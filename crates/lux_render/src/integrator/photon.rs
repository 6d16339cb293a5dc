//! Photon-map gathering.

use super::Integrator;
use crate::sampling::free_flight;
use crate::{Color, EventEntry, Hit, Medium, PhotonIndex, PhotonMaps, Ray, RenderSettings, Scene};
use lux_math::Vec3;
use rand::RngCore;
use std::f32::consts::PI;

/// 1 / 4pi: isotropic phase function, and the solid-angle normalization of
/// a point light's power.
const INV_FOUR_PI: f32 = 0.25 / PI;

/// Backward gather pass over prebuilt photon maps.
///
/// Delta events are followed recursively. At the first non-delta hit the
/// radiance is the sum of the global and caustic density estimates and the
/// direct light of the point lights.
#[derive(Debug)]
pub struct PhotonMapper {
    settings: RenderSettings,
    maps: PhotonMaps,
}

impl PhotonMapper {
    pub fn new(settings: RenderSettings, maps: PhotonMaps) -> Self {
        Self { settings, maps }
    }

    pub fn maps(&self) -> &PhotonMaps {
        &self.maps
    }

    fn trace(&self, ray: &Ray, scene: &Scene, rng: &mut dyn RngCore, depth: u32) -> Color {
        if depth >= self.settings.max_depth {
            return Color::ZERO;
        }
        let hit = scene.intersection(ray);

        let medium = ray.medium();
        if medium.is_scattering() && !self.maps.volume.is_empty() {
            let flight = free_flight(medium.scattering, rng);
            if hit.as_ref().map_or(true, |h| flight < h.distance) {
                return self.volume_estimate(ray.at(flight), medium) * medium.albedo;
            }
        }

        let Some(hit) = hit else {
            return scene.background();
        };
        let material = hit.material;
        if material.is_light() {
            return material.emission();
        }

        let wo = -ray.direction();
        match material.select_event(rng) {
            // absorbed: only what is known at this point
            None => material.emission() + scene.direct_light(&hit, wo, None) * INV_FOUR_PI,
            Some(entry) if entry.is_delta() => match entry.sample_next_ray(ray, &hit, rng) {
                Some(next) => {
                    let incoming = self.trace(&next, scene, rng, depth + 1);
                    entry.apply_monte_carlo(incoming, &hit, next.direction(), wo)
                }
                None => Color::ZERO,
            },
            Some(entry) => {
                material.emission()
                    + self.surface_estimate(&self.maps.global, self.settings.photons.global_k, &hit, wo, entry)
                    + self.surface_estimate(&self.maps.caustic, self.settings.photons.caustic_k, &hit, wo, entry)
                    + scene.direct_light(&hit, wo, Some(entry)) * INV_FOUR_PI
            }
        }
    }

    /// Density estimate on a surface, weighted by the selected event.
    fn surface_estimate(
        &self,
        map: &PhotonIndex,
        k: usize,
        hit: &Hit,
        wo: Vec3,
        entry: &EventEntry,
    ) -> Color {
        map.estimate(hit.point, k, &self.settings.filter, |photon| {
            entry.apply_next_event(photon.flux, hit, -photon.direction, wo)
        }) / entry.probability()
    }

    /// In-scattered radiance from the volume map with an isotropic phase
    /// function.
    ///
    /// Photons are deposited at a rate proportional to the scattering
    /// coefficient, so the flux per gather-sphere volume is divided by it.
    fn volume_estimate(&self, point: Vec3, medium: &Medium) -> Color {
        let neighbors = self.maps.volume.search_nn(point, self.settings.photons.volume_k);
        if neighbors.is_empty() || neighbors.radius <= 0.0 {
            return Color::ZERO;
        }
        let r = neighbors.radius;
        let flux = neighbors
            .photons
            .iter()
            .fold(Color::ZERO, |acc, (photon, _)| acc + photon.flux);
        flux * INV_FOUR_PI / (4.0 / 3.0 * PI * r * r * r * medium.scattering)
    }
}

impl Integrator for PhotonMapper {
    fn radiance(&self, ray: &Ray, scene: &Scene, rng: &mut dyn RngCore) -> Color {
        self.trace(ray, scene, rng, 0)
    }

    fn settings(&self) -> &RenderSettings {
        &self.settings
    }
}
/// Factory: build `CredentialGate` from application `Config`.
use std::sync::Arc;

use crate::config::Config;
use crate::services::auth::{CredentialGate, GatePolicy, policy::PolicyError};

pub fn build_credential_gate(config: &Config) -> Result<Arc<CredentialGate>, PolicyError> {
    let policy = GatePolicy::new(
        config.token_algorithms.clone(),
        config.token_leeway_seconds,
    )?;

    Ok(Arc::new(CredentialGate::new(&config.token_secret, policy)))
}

====

→ Your objective
This exercise asks for an exact repeat of the lines from the one holding "acc + photon.flux);" through the end of the data above.

→ Solution to this problem
            .fold(Color::ZERO, |acc, (photon, _)| acc + photon.flux);
        flux * INV_FOUR_PI / (4.0 / 3.0 * PI * r * r * r * medium.scattering)
    }
}

impl Integrator for PhotonMapper {
    fn radiance(&self, ray: &Ray, scene: &Scene, rng: &mut dyn RngCore) -> Color {
        self.trace(ray, scene, rng, 0)
    }

    fn settings(&self) -> &RenderSettings {
        &self.settings
    }
}
/// Factory: build `CredentialGate` from application `Config`.
use std::sync::Arc;

use crate::config::Config;
use crate::services::auth::{CredentialGate, GatePolicy, policy::PolicyError};

pub fn build_credential_gate(config: &Config) -> Result<Arc<CredentialGate>, PolicyError> {
    let policy = GatePolicy::new(
        config.token_algorithms.clone(),
        config.token_leeway_seconds,
    )?;

    Ok(Arc::new(CredentialGate::new(&config.token_secret, policy)))
}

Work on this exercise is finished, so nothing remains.